Every record below needs to be printed again exactly.

(Records from a dataset)
[Start of Attachment]

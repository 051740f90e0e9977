//! Media element bridge trait and the event vocabulary it emits.
//!
//! A [`MediaElement`] is the host-owned playback surface: an
//! `HTMLVideoElement` on the web, a native player view on desktop or mobile.
//! The core never owns it. It issues fire-and-forget commands and observes the
//! element through a single event handler slot, mirroring how DOM media
//! elements expose `onplay`/`onpause`/... properties.

use serde::{Deserialize, Serialize};
use std::fmt;
use std::sync::Arc;

use crate::platform::PlatformSendSync;

/// Change notification emitted by a media element.
///
/// Payloads carry the element's own view of the changed value (seconds for
/// time and duration, `0.0..=1.0` for volume).
#[derive(Debug, Clone, Copy, PartialEq, Serialize, Deserialize)]
#[serde(tag = "event", content = "value")]
pub enum MediaEvent {
    /// Playback started or resumed.
    Started,
    /// Playback paused.
    Stopped,
    /// Element volume changed (user moved the native slider, or a command landed).
    VolumeChanged(f64),
    /// Playback position advanced or jumped.
    TimeUpdated(f64),
    /// Element learned (or re-learned) the media duration.
    DurationChanged(f64),
}

impl MediaEvent {
    /// Returns the discriminant used for listener registration.
    pub fn kind(&self) -> MediaEventKind {
        match self {
            MediaEvent::Started => MediaEventKind::Started,
            MediaEvent::Stopped => MediaEventKind::Stopped,
            MediaEvent::VolumeChanged(_) => MediaEventKind::VolumeChanged,
            MediaEvent::TimeUpdated(_) => MediaEventKind::TimeUpdated,
            MediaEvent::DurationChanged(_) => MediaEventKind::DurationChanged,
        }
    }

    /// Returns a human-readable description of the event.
    pub fn description(&self) -> &'static str {
        self.kind().description()
    }
}

/// Payload-free discriminant of [`MediaEvent`].
#[derive(Debug, Clone, Copy, PartialEq, Eq, Hash, PartialOrd, Ord, Serialize, Deserialize)]
pub enum MediaEventKind {
    Started,
    Stopped,
    VolumeChanged,
    TimeUpdated,
    DurationChanged,
}

impl MediaEventKind {
    /// Every event kind, in declaration order.
    pub const ALL: [MediaEventKind; 5] = [
        MediaEventKind::Started,
        MediaEventKind::Stopped,
        MediaEventKind::VolumeChanged,
        MediaEventKind::TimeUpdated,
        MediaEventKind::DurationChanged,
    ];

    pub fn description(&self) -> &'static str {
        match self {
            MediaEventKind::Started => "Playback started",
            MediaEventKind::Stopped => "Playback paused",
            MediaEventKind::VolumeChanged => "Volume changed",
            MediaEventKind::TimeUpdated => "Playback position changed",
            MediaEventKind::DurationChanged => "Duration changed",
        }
    }
}

impl fmt::Display for MediaEventKind {
    fn fmt(&self, f: &mut fmt::Formatter<'_>) -> fmt::Result {
        f.write_str(self.description())
    }
}

/// Callback installed on a media element to receive its events.
#[cfg(not(target_arch = "wasm32"))]
pub type MediaEventHandler = Arc<dyn Fn(MediaEvent) + Send + Sync>;

#[cfg(target_arch = "wasm32")]
pub type MediaEventHandler = Arc<dyn Fn(MediaEvent)>;

/// Host-owned media playback surface.
///
/// Commands return immediately. Their effect, if any, is reported later
/// through the installed [`MediaEventHandler`]. Implementations may invoke
/// the handler synchronously from inside a command (a DOM element does this
/// for `volumechange`), so callers must not hold locks across command calls.
pub trait MediaElement: PlatformSendSync {
    /// Begin or resume playback.
    fn play(&self);

    /// Pause playback.
    fn pause(&self);

    /// Jump to an absolute position in seconds. The element may clamp it.
    fn set_current_time(&self, seconds: f64);

    /// Set output volume, normalized to `0.0..=1.0`.
    fn set_volume(&self, volume: f64);

    /// Mute or unmute output without touching the volume level.
    fn set_muted(&self, muted: bool);

    /// Media duration in seconds, or `None` before metadata has loaded.
    fn duration(&self) -> Option<f64>;

    /// Install the event handler, replacing any previous one. `None` clears it.
    fn set_event_handler(&self, handler: Option<MediaEventHandler>);
}

#[cfg(test)]
mod tests {
    use super::*;

    #[test]
    fn event_kind_matches_variant() {
        assert_eq!(MediaEvent::Started.kind(), MediaEventKind::Started);
        assert_eq!(MediaEvent::VolumeChanged(0.3).kind(), MediaEventKind::VolumeChanged);
        assert_eq!(MediaEvent::DurationChanged(12.0).kind(), MediaEventKind::DurationChanged);
    }

    #[test]
    fn event_serializes_with_tag() {
        let json = serde_json::to_string(&MediaEvent::TimeUpdated(4.5)).unwrap();
        assert_eq!(json, r#"{"event":"TimeUpdated","value":4.5}"#);

        let back: MediaEvent = serde_json::from_str(r#"{"event":"Stopped"}"#).unwrap();
        assert_eq!(back, MediaEvent::Stopped);
    }

    #[test]
    fn all_kinds_are_distinct() {
        let mut kinds = MediaEventKind::ALL.to_vec();
        kinds.dedup();
        assert_eq!(kinds.len(), 5);
    }
}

[End of Attachment]

Solution to this exercise
repository 051740f90e0e9977
//! Media element bridge trait and the event vocabulary it emits.
//!
//! A [`MediaElement`] is the host-owned playback surface: an
//! `HTMLVideoElement` on the web, a native player view on desktop or mobile.
//! The core never owns it. It issues fire-and-forget commands and observes the
//! element through a single event handler slot, mirroring how DOM media
//! elements expose `onplay`/`onpause`/... properties.

use serde::{Deserialize, Serialize};
use std::fmt;
use std::sync::Arc;

use crate::platform::PlatformSendSync;

/// Change notification emitted by a media element.
///
/// Payloads carry the element's own view of the changed value (seconds for
/// time and duration, `0.0..=1.0` for volume).
#[derive(Debug, Clone, Copy, PartialEq, Serialize, Deserialize)]
#[serde(tag = "event", content = "value")]
pub enum MediaEvent {
    /// Playback started or resumed.
    Started,
    /// Playback paused.
    Stopped,
    /// Element volume changed (user moved the native slider, or a command landed).
    VolumeChanged(f64),
    /// Playback position advanced or jumped.
    TimeUpdated(f64),
    /// Element learned (or re-learned) the media duration.
    DurationChanged(f64),
}

impl MediaEvent {
    /// Returns the discriminant used for listener registration.
    pub fn kind(&self) -> MediaEventKind {
        match self {
            MediaEvent::Started => MediaEventKind::Started,
            MediaEvent::Stopped => MediaEventKind::Stopped,
            MediaEvent::VolumeChanged(_) => MediaEventKind::VolumeChanged,
            MediaEvent::TimeUpdated(_) => MediaEventKind::TimeUpdated,
            MediaEvent::DurationChanged(_) => MediaEventKind::DurationChanged,
        }
    }

    /// Returns a human-readable description of the event.
    pub fn description(&self) -> &'static str {
        self.kind().description()
    }
}

/// Payload-free discriminant of [`MediaEvent`].
#[derive(Debug, Clone, Copy, PartialEq, Eq, Hash, PartialOrd, Ord, Serialize, Deserialize)]
pub enum MediaEventKind {
    Started,
    Stopped,
    VolumeChanged,
    TimeUpdated,
    DurationChanged,
}

impl MediaEventKind {
    /// Every event kind, in declaration order.
    pub const ALL: [MediaEventKind; 5] = [
        MediaEventKind::Started,
        MediaEventKind::Stopped,
        MediaEventKind::VolumeChanged,
        MediaEventKind::TimeUpdated,
        MediaEventKind::DurationChanged,
    ];

    pub fn description(&self) -> &'static str {
        match self {
            MediaEventKind::Started => "Playback started",
            MediaEventKind::Stopped => "Playback paused",
            MediaEventKind::VolumeChanged => "Volume changed",
            MediaEventKind::TimeUpdated => "Playback position changed",
            MediaEventKind::DurationChanged => "Duration changed",
        }
    }
}

impl fmt::Display for MediaEventKind {
    fn fmt(&self, f: &mut fmt::Formatter<'_>) -> fmt::Result {
        f.write_str(self.description())
    }
}

/// Callback installed on a media element to receive its events.
#[cfg(not(target_arch = "wasm32"))]
pub type MediaEventHandler = Arc<dyn Fn(MediaEvent) + Send + Sync>;

#[cfg(target_arch = "wasm32")]
pub type MediaEventHandler = Arc<dyn Fn(MediaEvent)>;

/// Host-owned media playback surface.
///
/// Commands return immediately. Their effect, if any, is reported later
/// through the installed [`MediaEventHandler`]. Implementations may invoke
/// the handler synchronously from inside a command (a DOM element does this
/// for `volumechange`), so callers must not hold locks across command calls.
pub trait MediaElement: PlatformSendSync {
    /// Begin or resume playback.
    fn play(&self);

    /// Pause playback.
    fn pause(&self);

    /// Jump to an absolute position in seconds. The element may clamp it.
    fn set_current_time(&self, seconds: f64);

    /// Set output volume, normalized to `0.0..=1.0`.
    fn set_volume(&self, volume: f64);

    /// Mute or unmute output without touching the volume level.
    fn set_muted(&self, muted: bool);

    /// Media duration in seconds, or `None` before metadata has loaded.
    fn duration(&self) -> Option<f64>;

    /// Install the event handler, replacing any previous one. `None` clears it.
    fn set_event_handler(&self, handler: Option<MediaEventHandler>);
}

#[cfg(test)]
mod tests {
    use super::*;

    #[test]
    fn event_kind_matches_variant() {
        assert_eq!(MediaEvent::Started.kind(), MediaEventKind::Started);
        assert_eq!(MediaEvent::VolumeChanged(0.3).kind(), MediaEventKind::VolumeChanged);
        assert_eq!(MediaEvent::DurationChanged(12.0).kind(), MediaEventKind::DurationChanged);
    }

    #[test]
    fn event_serializes_with_tag() {
        let json = serde_json::to_string(&MediaEvent::TimeUpdated(4.5)).unwrap();
        assert_eq!(json, r#"{"event":"TimeUpdated","value":4.5}"#);

        let back: MediaEvent = serde_json::from_str(r#"{"event":"Stopped"}"#).unwrap();
        assert_eq!(back, MediaEvent::Stopped);
    }

    #[test]
    fn all_kinds_are_distinct() {
        let mut kinds = MediaEventKind::ALL.to_vec();
        kinds.dedup();
        assert_eq!(kinds.len(), 5);
    }
}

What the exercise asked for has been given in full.